Y hay otra cosa, que a mí fue la que más me ayudó. Cuando hablas solo no hay nadie esperando. No hay la pausa incómoda ni la cara del otro, ni ese segundo en el que se te va la frase porque te ganó la pena. Practicas lo difícil sin que nadie te esté viendo, y cuando ya te toca con alguien enfrente llegas con eso adelantado.
Cómo lo haría yo
- Narra lo que estás haciendo, no traduzcas lo que estás pensando. Es distinto. Si te pones a traducir tu pensamiento, te vas a atorar en la primera palabra que no sepas y ahí se acabó. Si narras, dices lo que sí puedes decir.
- No te corrijas a media frase. Termínala mal si va mal, y luego dila otra vez bien. Si te acostumbras a frenarte a la mitad, eso es exactamente lo que vas a hacer cuando te hablen.
- Repite la misma frase: una vez lenta, y luego otra como si se la estuvieras contestando a alguien. Esa segunda es la que se te queda.

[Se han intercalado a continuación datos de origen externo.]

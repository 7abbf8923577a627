//! Agent runtime orchestration.

use crate::boards::BoardStore;
use crate::config::DashboardConfig;
use crate::console::{parse_command, Console};
use crate::persistence::SqliteStore;
use crate::watch::spawn_watches;
use anyhow::{Context, Result};
use genius_dashboard_core::{OptimisticWriter, Publisher, TopicRegistry};
use genius_dashboard_transport_mqtt::{MqttTransport, MqttTransportConfig};
use tokio::io::{AsyncBufReadExt, BufReader};
use tokio::task::JoinHandle;
use uuid::Uuid;

/// The headless dashboard.
pub struct Dashboard {
    config: DashboardConfig,
    store: SqliteStore,
    boards: BoardStore,
    registry: TopicRegistry,
    watches: Vec<JoinHandle<()>>,
}

impl Dashboard {
    /// Open the board store and prepare an empty registry.
    ///
    /// # Errors
    ///
    /// Returns error if the store cannot be opened or its contents cannot be
    /// loaded.
    pub fn new(config: DashboardConfig) -> Result<Self> {
        let store = if config.persistence.store_type == "sqlite" {
            SqliteStore::open(&config.persistence.db_path).with_context(|| {
                format!(
                    "Failed to open SQLite database {}",
                    config.persistence.db_path.display()
                )
            })?
        } else {
            SqliteStore::in_memory().context("Failed to create in-memory store")?
        };

        let mut boards = store
            .load()
            .context("Failed to load board store")?
            .unwrap_or_default();
        if let Some(board) = &config.current_board {
            boards.set_current_board(board.clone());
        }

        tracing::info!(
            boards = boards.boards.len(),
            current_board = %boards.current_board,
            "Board store loaded"
        );

        Ok(Self {
            config,
            store,
            boards,
            registry: TopicRegistry::new(),
            watches: Vec::new(),
        })
    }

    /// The loaded boards.
    #[must_use]
    pub fn boards(&self) -> &BoardStore {
        &self.boards
    }

    /// The topic registry fed by the transport.
    #[must_use]
    pub fn registry(&self) -> &TopicRegistry {
        &self.registry
    }

    /// Run until Ctrl+C or until the transport stops.
    ///
    /// # Errors
    ///
    /// Returns error if the transport cannot be set up or the boards cannot
    /// be saved on exit.
    pub async fn run(mut self) -> Result<()> {
        tracing::info!("Starting dashboard runtime");

        let client_id = self.config.client_id.unwrap_or_else(Uuid::new_v4);
        let transport = MqttTransport::new(MqttTransportConfig {
            mqtt_broker: self.config.broker_url(),
            client_id: format!("genius-dashboard-{client_id}"),
            scheme: self.config.topic_scheme(),
            ..MqttTransportConfig::default()
        })
        .context("Failed to create MQTT transport")?;
        transport
            .subscribe()
            .await
            .context("Failed to subscribe to bridge topics")?;

        let console = Console::new(OptimisticWriter::new(
            self.registry.clone(),
            transport.publisher(),
        ));
        let mut events = transport.start();
        self.restart_watches();

        let mut lines = BufReader::new(tokio::io::stdin()).lines();
        let mut stdin_open = true;

        tracing::info!(broker = %self.config.broker_url(), "Dashboard running, press Ctrl+C to stop");

        loop {
            tokio::select! {
                event = events.recv() => {
                    let Some(event) = event else {
                        tracing::warn!("Transport stopped");
                        break;
                    };
                    self.registry.apply(event);
                }

                line = lines.next_line(), if stdin_open => {
                    match line {
                        Ok(Some(line)) => self.handle_line(&console, &line).await,
                        Ok(None) => {
                            tracing::debug!("Console input closed");
                            stdin_open = false;
                        }
                        Err(err) => {
                            tracing::warn!(error = %err, "Failed to read console input");
                            stdin_open = false;
                        }
                    }
                }

                _ = tokio::signal::ctrl_c() => {
                    tracing::info!("Shutdown signal received");
                    break;
                }
            }
        }

        for watch in self.watches.drain(..) {
            watch.abort();
        }
        self.store
            .save(&self.boards)
            .context("Failed to save board store")?;

        tracing::info!("Dashboard stopped");
        Ok(())
    }

    async fn handle_line<P: Publisher>(&mut self, console: &Console<P>, line: &str) {
        if line.trim().is_empty() {
            return;
        }

        let reply = match parse_command(line) {
            Ok(command) => console.execute(command, &mut self.boards).await,
            Err(err) => Err(err),
        };

        match reply {
            Ok(reply) => {
                println!("{}", reply.text);
                if reply.boards_changed {
                    if let Err(err) = self.store.save(&self.boards) {
                        tracing::warn!(error = %err, "Failed to save board store");
                    }
                    self.restart_watches();
                }
            }
            Err(err) => {
                tracing::debug!(line, error = %err, "Console command failed");
                println!("error: {err}");
            }
        }
    }

    fn restart_watches(&mut self) {
        for watch in self.watches.drain(..) {
            watch.abort();
        }
        if let Some(board) = self.boards.current() {
            self.watches = spawn_watches(board, &self.registry);
            tracing::info!(board = %board.name, widgets = self.watches.len(), "Watching board");
        }
    }
}

#[cfg(test)]
mod tests {
    use super::*;

    fn memory_config() -> DashboardConfig {
        let mut config = DashboardConfig::default();
        config.persistence.store_type = "memory".to_string();
        config
    }

    #[test]
    fn new_dashboard_starts_empty() {
        let dashboard = Dashboard::new(memory_config()).unwrap();
        assert!(dashboard.boards().boards.is_empty());
        assert!(dashboard.registry().snapshot().values.is_empty());
    }

    #[test]
    fn board_override_is_applied() {
        let mut config = memory_config();
        config.current_board = Some("Practice".to_string());

        let dashboard = Dashboard::new(config).unwrap();
        assert_eq!(dashboard.boards().current_board, "Practice");
    }

    #[tokio::test]
    async fn console_lines_edit_and_watch_boards() {
        let mut dashboard = Dashboard::new(memory_config()).unwrap();
        let console = Console::new(OptimisticWriter::new(
            dashboard.registry.clone(),
            MqttTransport::new(MqttTransportConfig::default())
                .unwrap()
                .publisher(),
        ));

        dashboard.handle_line(&console, "board Teleop").await;
        dashboard
            .handle_line(&console, "add simple speed data=/SmartDashboard/speed")
            .await;
        dashboard.handle_line(&console, "   ").await;
        dashboard.handle_line(&console, "bogus").await;

        assert_eq!(dashboard.boards().current().unwrap().widgets.len(), 1);
        assert_eq!(dashboard.watches.len(), 1);
        assert_eq!(dashboard.store.load().unwrap().unwrap(), dashboard.boards);
    }
}
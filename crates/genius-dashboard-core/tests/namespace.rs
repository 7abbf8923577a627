//! End-to-end behaviour of the namespace engine through its public API.

use async_trait::async_trait;
use genius_dashboard_core::{
    classify, classify_as, source_status, Classification, CompositeKind, DataType, DataValue,
    Message, NamespaceTree, OptimisticWriter, PathError, Publisher, SourceDef, SourceStatus,
    TopicPath, TopicRegistry, TransportEvent, TransportFailure, WriteError,
};
use std::collections::BTreeMap;

fn path(s: &str) -> TopicPath {
    TopicPath::parse(s).unwrap()
}

fn message(p: &str, timestamp: u64, value: DataValue) -> Message {
    Message::new(path(p), timestamp, value)
}

struct Rejecting;

#[async_trait]
impl Publisher for Rejecting {
    async fn publish_value(&self, _: &TopicPath, _: &DataValue) -> Result<(), TransportFailure> {
        Err(TransportFailure::new("robot disconnected"))
    }
}

#[test]
fn disjoint_writes_share_structure() {
    let t1 = NamespaceTree::new()
        .set(&path("/SmartDashboard/a"), 1)
        .set(&path("/Shuffleboard/b"), 2);
    let t2 = t1.set(&path("/SmartDashboard/c"), 3);

    let before = t1.get(&path("/Shuffleboard")).unwrap();
    let after = t2.get(&path("/Shuffleboard")).unwrap();
    assert!(before.ptr_eq(after));
}

#[test]
fn set_then_get_round_trip() {
    let tree = NamespaceTree::new();
    for (p, v) in [("/a", 1), ("/a/b/c", 2), ("/x/y", 3)] {
        let tree = tree.set(&path(p), v);
        assert_eq!(tree.get(&path(p)).unwrap().as_leaf(), Some(&v));
    }
}

#[test]
fn identical_writes_compare_equal() {
    let tree = NamespaceTree::new().set(&path("/a/b"), 5);
    let again = tree.set(&path("/a/b"), 5);

    assert_eq!(tree.get(&path("/a/b")), again.get(&path("/a/b")));
    assert_eq!(tree.root(), again.root());
    assert!(!tree.root().ptr_eq(&again.root()));
}

#[test]
fn leaf_then_deeper_write_becomes_branch() {
    let tree = NamespaceTree::new()
        .set(&path("/a"), 1)
        .set(&path("/a/b"), 2);

    let a = tree.get(&path("/a")).unwrap();
    assert!(!a.is_leaf());
    assert_eq!(a.as_branch().unwrap().get("b").unwrap().as_leaf(), Some(&2));
}

#[test]
fn rollback_restores_timestamp_and_value() {
    let registry = TopicRegistry::new();
    registry.apply(TransportEvent::TopicUpdate(message(
        "/SmartDashboard/target",
        41,
        DataValue::Double(2.5),
    )));

    let writer = OptimisticWriter::new(registry.clone(), Rejecting);
    let result = tokio_test::block_on(writer.publish(&path("/SmartDashboard/target"), DataValue::Double(9.0)));

    match result {
        Err(WriteError::Transport(failure)) => assert_eq!(failure.reason, "robot disconnected"),
        other => panic!("unexpected result: {other:?}"),
    }
    let node = registry.select_value(&path("/SmartDashboard/target")).unwrap();
    let restored = node.as_leaf().unwrap();
    assert_eq!(restored.timestamp, 41);
    assert_eq!(restored.value, DataValue::Double(2.5));
}

#[test]
fn chooser_classification_completeness() {
    let required = [
        (".controllable", DataValue::Boolean(true)),
        (".instance", DataValue::Int(0)),
        (".name", DataValue::String("Auto".into())),
        (".type", DataValue::String("String Chooser".into())),
        ("active", DataValue::String("Left".into())),
        ("default", DataValue::String("Left".into())),
        ("options", DataValue::StringArray(vec!["Left".into(), "Right".into()])),
    ];

    let registry = TopicRegistry::new();
    for (name, value) in &required {
        registry.set_topic(message(&format!("/SmartDashboard/Auto/{name}"), 1, value.clone()));
    }
    let chooser = registry.select_value(&path("/SmartDashboard/Auto")).unwrap();
    assert_eq!(classify(&chooser), Classification::Composite(CompositeKind::Chooser));
    assert_eq!(
        source_status(&SourceDef::composite(CompositeKind::Chooser, "Auto"), Some(&chooser)),
        SourceStatus::Ready
    );

    for skip in 0..required.len() {
        let mut tree = NamespaceTree::new();
        for (i, (name, value)) in required.iter().enumerate() {
            if i != skip {
                let p = path(&format!("/Auto/{name}"));
                tree = tree.set(&p, Message::new(p.clone(), 1, value.clone()));
            }
        }
        let node = tree.get(&path("/Auto")).unwrap();
        assert_ne!(
            classify_as(node, CompositeKind::Chooser),
            Classification::Composite(CompositeKind::Chooser)
        );
    }
}

#[test]
fn path_parsing() {
    assert_eq!(path("/SmartDashboard/g").segments(), ["SmartDashboard", "g"]);
    assert!(matches!(TopicPath::parse("/a//b"), Err(PathError::EmptySegment { .. })));
    assert_eq!(TopicPath::parse(""), Err(PathError::Empty));
}

#[tokio::test]
async fn subscription_follows_transport_events() {
    let registry = TopicRegistry::new();
    let sources = BTreeMap::from([("data".to_string(), path("/SmartDashboard/speed"))]);
    let mut subscription = registry.subscribe(sources);
    assert!(subscription.current().get("data").is_none());

    registry.apply(TransportEvent::Connectivity(true));
    assert!(!subscription.refresh());

    registry.apply(TransportEvent::TopicUpdate(message(
        "/SmartDashboard/speed",
        1,
        DataValue::Double(3.0),
    )));
    let selection = subscription.changed().await.unwrap();
    let speed = selection.get("data").unwrap().as_leaf().unwrap();
    assert_eq!(speed.data_type(), DataType::Double);
}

- Ponte un tema y quédate ahí cinco minutos. Lo que hiciste ayer, lo que vas a hacer el sábado, cómo llegas a tu trabajo. Un tema aguanta muchas más frases que ir brincando de una cosa a otra.
- Grábate una vez a la semana y escúchate. Es horrible las primeras veces, ya sé. Pero es la única manera de oír lo que oyen los demás.
Lo de la pena
Sí da pena, y no te voy a decir que no. A mí me daba, y eso que estaba solo. Lo que te puedo decir es que dura poco: llega un día en que ya se te olvida que te estás oyendo, y ahí se acabó.
Y te confieso otra: yo me dormía con historias en alemán. No entendía todo, pero el oído se te va acostumbrando al ritmo, y el ritmo pesa un montón.